*** Opening of DATA FOR THIS TASK ***

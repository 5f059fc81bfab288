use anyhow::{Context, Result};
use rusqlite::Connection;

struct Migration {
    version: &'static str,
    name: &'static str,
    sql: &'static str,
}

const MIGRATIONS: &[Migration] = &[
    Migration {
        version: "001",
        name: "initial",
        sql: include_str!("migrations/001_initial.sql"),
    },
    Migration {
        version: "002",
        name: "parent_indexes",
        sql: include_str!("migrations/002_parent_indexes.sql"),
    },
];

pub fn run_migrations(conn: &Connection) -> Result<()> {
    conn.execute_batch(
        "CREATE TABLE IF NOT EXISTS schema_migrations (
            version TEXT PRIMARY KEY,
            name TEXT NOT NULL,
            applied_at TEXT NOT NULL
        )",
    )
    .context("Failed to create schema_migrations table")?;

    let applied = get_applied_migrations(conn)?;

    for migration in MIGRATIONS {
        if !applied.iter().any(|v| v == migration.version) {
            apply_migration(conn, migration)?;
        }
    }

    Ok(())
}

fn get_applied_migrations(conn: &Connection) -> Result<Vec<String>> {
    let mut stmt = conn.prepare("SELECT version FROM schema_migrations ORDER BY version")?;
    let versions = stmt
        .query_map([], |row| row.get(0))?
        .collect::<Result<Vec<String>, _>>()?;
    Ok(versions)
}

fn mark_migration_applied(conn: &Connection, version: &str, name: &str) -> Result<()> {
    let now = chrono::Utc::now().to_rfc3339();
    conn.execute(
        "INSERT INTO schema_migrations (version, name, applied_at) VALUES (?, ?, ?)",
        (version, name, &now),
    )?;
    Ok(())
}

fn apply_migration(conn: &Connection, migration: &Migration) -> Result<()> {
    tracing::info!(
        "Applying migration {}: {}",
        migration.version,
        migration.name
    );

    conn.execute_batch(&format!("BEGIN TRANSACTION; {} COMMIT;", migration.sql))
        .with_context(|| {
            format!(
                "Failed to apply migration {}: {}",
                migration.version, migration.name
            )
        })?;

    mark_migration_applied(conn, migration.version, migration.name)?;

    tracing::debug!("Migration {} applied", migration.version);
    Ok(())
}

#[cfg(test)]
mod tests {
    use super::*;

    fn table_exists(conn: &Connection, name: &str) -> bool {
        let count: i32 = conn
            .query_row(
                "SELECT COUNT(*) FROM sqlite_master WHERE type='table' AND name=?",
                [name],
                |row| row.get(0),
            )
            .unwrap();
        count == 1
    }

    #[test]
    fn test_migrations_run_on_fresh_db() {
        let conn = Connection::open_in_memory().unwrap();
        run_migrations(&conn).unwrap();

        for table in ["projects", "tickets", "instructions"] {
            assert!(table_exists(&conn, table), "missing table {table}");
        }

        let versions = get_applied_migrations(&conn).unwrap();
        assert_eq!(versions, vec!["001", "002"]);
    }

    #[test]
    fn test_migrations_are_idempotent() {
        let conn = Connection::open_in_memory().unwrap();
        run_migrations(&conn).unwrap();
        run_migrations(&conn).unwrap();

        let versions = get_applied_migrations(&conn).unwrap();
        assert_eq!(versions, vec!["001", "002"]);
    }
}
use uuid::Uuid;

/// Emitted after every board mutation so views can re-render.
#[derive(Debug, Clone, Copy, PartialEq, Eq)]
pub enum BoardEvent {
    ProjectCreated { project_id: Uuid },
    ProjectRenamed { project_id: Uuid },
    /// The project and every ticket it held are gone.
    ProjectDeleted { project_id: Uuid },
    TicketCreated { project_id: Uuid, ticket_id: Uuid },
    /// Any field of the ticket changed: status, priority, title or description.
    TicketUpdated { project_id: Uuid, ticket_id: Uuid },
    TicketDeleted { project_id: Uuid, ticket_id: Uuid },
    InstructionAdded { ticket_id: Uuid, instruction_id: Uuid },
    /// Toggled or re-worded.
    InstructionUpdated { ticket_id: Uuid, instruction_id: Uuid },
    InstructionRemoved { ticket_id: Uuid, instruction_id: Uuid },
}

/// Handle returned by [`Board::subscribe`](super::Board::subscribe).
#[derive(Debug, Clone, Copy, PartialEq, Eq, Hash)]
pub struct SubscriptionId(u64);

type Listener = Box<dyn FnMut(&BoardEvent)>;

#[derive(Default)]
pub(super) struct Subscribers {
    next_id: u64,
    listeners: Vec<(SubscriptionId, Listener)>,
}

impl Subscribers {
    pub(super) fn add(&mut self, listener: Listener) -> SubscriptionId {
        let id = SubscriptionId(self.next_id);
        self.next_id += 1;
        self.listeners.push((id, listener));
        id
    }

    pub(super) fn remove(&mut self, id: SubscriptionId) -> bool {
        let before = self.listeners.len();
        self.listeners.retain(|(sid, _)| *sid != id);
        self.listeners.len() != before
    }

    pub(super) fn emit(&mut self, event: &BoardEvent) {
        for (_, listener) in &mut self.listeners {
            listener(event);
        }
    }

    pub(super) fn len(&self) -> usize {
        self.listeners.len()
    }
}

*** Close of DATA FOR THIS TASK ***

WHAT TO PRODUCE:
Word for word, copy out the records.

WRITTEN ANSWER:
repository 5f059fc81bfab288
use anyhow::{Context, Result};
use rusqlite::Connection;

struct Migration {
    version: &'static str,
    name: &'static str,
    sql: &'static str,
}

const MIGRATIONS: &[Migration] = &[
    Migration {
        version: "001",
        name: "initial",
        sql: include_str!("migrations/001_initial.sql"),
    },
    Migration {
        version: "002",
        name: "parent_indexes",
        sql: include_str!("migrations/002_parent_indexes.sql"),
    },
];

pub fn run_migrations(conn: &Connection) -> Result<()> {
    conn.execute_batch(
        "CREATE TABLE IF NOT EXISTS schema_migrations (
            version TEXT PRIMARY KEY,
            name TEXT NOT NULL,
            applied_at TEXT NOT NULL
        )",
    )
    .context("Failed to create schema_migrations table")?;

    let applied = get_applied_migrations(conn)?;

    for migration in MIGRATIONS {
        if !applied.iter().any(|v| v == migration.version) {
            apply_migration(conn, migration)?;
        }
    }

    Ok(())
}

fn get_applied_migrations(conn: &Connection) -> Result<Vec<String>> {
    let mut stmt = conn.prepare("SELECT version FROM schema_migrations ORDER BY version")?;
    let versions = stmt
        .query_map([], |row| row.get(0))?
        .collect::<Result<Vec<String>, _>>()?;
    Ok(versions)
}

fn mark_migration_applied(conn: &Connection, version: &str, name: &str) -> Result<()> {
    let now = chrono::Utc::now().to_rfc3339();
    conn.execute(
        "INSERT INTO schema_migrations (version, name, applied_at) VALUES (?, ?, ?)",
        (version, name, &now),
    )?;
    Ok(())
}

fn apply_migration(conn: &Connection, migration: &Migration) -> Result<()> {
    tracing::info!(
        "Applying migration {}: {}",
        migration.version,
        migration.name
    );

    conn.execute_batch(&format!("BEGIN TRANSACTION; {} COMMIT;", migration.sql))
        .with_context(|| {
            format!(
                "Failed to apply migration {}: {}",
                migration.version, migration.name
            )
        })?;

    mark_migration_applied(conn, migration.version, migration.name)?;

    tracing::debug!("Migration {} applied", migration.version);
    Ok(())
}

#[cfg(test)]
mod tests {
    use super::*;

    fn table_exists(conn: &Connection, name: &str) -> bool {
        let count: i32 = conn
            .query_row(
                "SELECT COUNT(*) FROM sqlite_master WHERE type='table' AND name=?",
                [name],
                |row| row.get(0),
            )
            .unwrap();
        count == 1
    }

    #[test]
    fn test_migrations_run_on_fresh_db() {
        let conn = Connection::open_in_memory().unwrap();
        run_migrations(&conn).unwrap();

        for table in ["projects", "tickets", "instructions"] {
            assert!(table_exists(&conn, table), "missing table {table}");
        }

        let versions = get_applied_migrations(&conn).unwrap();
        assert_eq!(versions, vec!["001", "002"]);
    }

    #[test]
    fn test_migrations_are_idempotent() {
        let conn = Connection::open_in_memory().unwrap();
        run_migrations(&conn).unwrap();
        run_migrations(&conn).unwrap();

        let versions = get_applied_migrations(&conn).unwrap();
        assert_eq!(versions, vec!["001", "002"]);
    }
}
use uuid::Uuid;

/// Emitted after every board mutation so views can re-render.
#[derive(Debug, Clone, Copy, PartialEq, Eq)]
pub enum BoardEvent {
    ProjectCreated { project_id: Uuid },
    ProjectRenamed { project_id: Uuid },
    /// The project and every ticket it held are gone.
    ProjectDeleted { project_id: Uuid },
    TicketCreated { project_id: Uuid, ticket_id: Uuid },
    /// Any field of the ticket changed: status, priority, title or description.
    TicketUpdated { project_id: Uuid, ticket_id: Uuid },
    TicketDeleted { project_id: Uuid, ticket_id: Uuid },
    InstructionAdded { ticket_id: Uuid, instruction_id: Uuid },
    /// Toggled or re-worded.
    InstructionUpdated { ticket_id: Uuid, instruction_id: Uuid },
    InstructionRemoved { ticket_id: Uuid, instruction_id: Uuid },
}

/// Handle returned by [`Board::subscribe`](super::Board::subscribe).
#[derive(Debug, Clone, Copy, PartialEq, Eq, Hash)]
pub struct SubscriptionId(u64);

type Listener = Box<dyn FnMut(&BoardEvent)>;

#[derive(Default)]
pub(super) struct Subscribers {
    next_id: u64,
    listeners: Vec<(SubscriptionId, Listener)>,
}

impl Subscribers {
    pub(super) fn add(&mut self, listener: Listener) -> SubscriptionId {
        let id = SubscriptionId(self.next_id);
        self.next_id += 1;
        self.listeners.push((id, listener));
        id
    }

    pub(super) fn remove(&mut self, id: SubscriptionId) -> bool {
        let before = self.listeners.len();
        self.listeners.retain(|(sid, _)| *sid != id);
        self.listeners.len() != before
    }

    pub(super) fn emit(&mut self, event: &BoardEvent) {
        for (_, listener) in &mut self.listeners {
            listener(event);
        }
    }

    pub(super) fn len(&self) -> usize {
        self.listeners.len()
    }
}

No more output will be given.